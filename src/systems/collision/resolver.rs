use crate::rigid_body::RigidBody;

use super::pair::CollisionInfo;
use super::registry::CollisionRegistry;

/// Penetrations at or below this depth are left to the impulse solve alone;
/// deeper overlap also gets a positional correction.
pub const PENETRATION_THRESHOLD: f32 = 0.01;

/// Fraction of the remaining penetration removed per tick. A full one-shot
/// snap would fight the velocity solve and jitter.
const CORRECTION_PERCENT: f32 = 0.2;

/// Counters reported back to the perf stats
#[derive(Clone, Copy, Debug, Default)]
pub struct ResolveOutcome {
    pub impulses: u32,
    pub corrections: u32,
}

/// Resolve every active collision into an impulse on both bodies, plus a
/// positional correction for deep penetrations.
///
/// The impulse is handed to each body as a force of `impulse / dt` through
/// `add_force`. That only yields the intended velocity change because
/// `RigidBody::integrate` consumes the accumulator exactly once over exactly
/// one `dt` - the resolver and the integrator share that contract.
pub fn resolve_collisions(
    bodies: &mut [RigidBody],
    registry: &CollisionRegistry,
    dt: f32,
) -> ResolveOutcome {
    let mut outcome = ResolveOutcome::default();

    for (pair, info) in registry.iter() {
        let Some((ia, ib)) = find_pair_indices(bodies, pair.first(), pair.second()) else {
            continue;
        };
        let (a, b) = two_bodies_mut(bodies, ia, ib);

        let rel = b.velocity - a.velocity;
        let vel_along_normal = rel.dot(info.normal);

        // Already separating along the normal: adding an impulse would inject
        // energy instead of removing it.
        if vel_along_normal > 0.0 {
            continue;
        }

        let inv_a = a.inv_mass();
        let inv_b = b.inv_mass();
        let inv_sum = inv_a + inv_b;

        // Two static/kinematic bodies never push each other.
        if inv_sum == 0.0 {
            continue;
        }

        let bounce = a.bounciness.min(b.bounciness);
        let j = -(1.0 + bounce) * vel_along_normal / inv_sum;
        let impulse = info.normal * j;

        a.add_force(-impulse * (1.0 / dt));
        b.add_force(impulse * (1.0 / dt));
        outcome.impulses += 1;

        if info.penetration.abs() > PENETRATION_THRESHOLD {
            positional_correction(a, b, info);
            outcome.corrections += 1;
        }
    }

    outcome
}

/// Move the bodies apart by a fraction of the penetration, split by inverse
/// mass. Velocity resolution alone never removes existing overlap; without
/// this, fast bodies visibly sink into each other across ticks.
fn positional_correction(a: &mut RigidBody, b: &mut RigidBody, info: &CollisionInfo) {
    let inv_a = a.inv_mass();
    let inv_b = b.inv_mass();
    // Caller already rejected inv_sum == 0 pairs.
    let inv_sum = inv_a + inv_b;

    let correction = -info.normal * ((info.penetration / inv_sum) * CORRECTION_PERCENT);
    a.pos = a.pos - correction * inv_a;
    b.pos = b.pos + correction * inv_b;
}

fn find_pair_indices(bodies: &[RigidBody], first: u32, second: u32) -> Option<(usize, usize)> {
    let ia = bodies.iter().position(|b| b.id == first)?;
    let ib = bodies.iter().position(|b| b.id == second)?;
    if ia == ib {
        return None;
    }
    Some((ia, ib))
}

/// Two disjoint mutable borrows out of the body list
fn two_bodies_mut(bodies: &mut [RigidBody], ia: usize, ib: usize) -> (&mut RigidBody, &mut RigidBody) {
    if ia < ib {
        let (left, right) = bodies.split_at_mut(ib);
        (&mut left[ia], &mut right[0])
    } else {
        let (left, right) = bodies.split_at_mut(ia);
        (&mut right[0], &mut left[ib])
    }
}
******
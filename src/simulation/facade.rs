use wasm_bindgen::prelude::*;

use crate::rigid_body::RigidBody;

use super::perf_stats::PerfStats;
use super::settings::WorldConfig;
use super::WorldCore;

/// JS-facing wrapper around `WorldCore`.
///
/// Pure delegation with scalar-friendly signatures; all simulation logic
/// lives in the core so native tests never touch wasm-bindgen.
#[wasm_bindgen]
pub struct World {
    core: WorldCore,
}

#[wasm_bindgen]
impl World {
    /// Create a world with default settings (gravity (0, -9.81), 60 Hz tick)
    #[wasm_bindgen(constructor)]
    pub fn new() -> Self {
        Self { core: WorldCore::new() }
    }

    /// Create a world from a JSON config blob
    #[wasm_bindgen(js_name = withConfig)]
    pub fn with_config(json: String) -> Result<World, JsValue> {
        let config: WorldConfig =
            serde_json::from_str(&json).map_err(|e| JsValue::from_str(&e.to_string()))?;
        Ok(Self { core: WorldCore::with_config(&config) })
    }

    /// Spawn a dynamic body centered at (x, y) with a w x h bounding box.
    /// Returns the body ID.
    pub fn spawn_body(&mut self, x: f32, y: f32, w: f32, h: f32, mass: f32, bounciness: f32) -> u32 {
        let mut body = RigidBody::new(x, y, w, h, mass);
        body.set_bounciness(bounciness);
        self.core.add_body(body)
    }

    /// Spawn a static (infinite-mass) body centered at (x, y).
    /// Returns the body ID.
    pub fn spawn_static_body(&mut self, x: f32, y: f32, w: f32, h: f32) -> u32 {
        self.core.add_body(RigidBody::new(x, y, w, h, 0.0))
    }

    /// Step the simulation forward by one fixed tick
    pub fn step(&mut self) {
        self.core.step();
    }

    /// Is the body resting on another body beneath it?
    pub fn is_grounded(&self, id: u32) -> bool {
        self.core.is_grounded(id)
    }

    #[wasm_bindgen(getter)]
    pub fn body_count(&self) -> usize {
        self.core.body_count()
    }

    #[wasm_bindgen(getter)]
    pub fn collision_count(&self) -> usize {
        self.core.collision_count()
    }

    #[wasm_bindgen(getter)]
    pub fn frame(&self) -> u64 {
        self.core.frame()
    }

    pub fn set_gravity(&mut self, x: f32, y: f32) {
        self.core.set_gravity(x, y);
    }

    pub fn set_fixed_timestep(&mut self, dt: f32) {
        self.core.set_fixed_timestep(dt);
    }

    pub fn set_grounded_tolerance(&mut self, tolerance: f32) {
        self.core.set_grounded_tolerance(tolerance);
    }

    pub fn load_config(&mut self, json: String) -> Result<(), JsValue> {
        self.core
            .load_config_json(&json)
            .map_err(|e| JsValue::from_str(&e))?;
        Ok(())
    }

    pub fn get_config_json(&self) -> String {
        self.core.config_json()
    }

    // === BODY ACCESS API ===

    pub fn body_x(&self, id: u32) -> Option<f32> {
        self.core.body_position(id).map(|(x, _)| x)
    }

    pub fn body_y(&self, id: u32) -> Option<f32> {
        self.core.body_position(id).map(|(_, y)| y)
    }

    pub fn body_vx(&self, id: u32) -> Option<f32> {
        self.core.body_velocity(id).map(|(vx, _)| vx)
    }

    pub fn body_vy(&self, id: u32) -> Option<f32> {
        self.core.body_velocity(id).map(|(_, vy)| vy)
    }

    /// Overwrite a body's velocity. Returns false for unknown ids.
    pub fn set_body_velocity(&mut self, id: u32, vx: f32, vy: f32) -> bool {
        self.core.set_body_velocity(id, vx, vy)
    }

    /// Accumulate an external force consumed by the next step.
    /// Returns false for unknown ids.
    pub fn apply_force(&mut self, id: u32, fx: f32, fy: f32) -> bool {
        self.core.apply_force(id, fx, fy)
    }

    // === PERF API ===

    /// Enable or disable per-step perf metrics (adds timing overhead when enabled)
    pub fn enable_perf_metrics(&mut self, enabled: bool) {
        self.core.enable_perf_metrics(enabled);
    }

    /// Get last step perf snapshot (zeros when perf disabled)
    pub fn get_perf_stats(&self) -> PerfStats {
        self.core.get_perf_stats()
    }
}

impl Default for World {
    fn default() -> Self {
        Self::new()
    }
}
******
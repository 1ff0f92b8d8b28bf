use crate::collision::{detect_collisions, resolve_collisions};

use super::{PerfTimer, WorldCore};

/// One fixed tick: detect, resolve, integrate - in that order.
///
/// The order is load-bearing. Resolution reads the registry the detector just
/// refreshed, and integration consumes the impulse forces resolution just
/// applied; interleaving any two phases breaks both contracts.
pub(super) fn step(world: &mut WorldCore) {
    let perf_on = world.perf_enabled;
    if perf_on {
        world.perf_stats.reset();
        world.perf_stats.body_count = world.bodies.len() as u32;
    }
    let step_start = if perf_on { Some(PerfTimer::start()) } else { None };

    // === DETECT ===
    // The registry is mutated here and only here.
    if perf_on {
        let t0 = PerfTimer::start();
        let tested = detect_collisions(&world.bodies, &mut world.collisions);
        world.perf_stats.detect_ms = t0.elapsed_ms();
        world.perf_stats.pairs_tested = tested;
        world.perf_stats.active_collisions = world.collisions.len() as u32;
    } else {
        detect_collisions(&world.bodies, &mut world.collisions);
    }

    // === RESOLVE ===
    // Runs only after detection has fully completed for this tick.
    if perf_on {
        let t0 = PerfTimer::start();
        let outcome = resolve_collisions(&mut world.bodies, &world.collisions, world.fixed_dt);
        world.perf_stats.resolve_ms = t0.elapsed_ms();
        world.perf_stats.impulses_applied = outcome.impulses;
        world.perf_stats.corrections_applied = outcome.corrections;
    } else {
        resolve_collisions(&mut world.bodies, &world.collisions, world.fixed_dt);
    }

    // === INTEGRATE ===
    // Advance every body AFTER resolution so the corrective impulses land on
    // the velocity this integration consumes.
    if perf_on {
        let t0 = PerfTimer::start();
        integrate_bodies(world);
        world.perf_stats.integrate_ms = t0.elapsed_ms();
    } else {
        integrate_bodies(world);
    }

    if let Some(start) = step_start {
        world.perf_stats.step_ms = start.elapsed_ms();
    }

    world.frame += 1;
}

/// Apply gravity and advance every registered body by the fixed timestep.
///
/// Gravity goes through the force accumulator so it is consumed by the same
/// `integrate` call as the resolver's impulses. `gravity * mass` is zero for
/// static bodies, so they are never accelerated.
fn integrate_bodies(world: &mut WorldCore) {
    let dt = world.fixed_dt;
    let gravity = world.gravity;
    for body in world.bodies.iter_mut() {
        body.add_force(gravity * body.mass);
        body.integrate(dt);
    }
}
******
### Activity
Collect every line with the string "through" from the records, and copy each.

### Result below
/// The impulse is handed to each body as a force of `impulse / dt` through
/// Gravity goes through the force accumulator so it is consumed by the same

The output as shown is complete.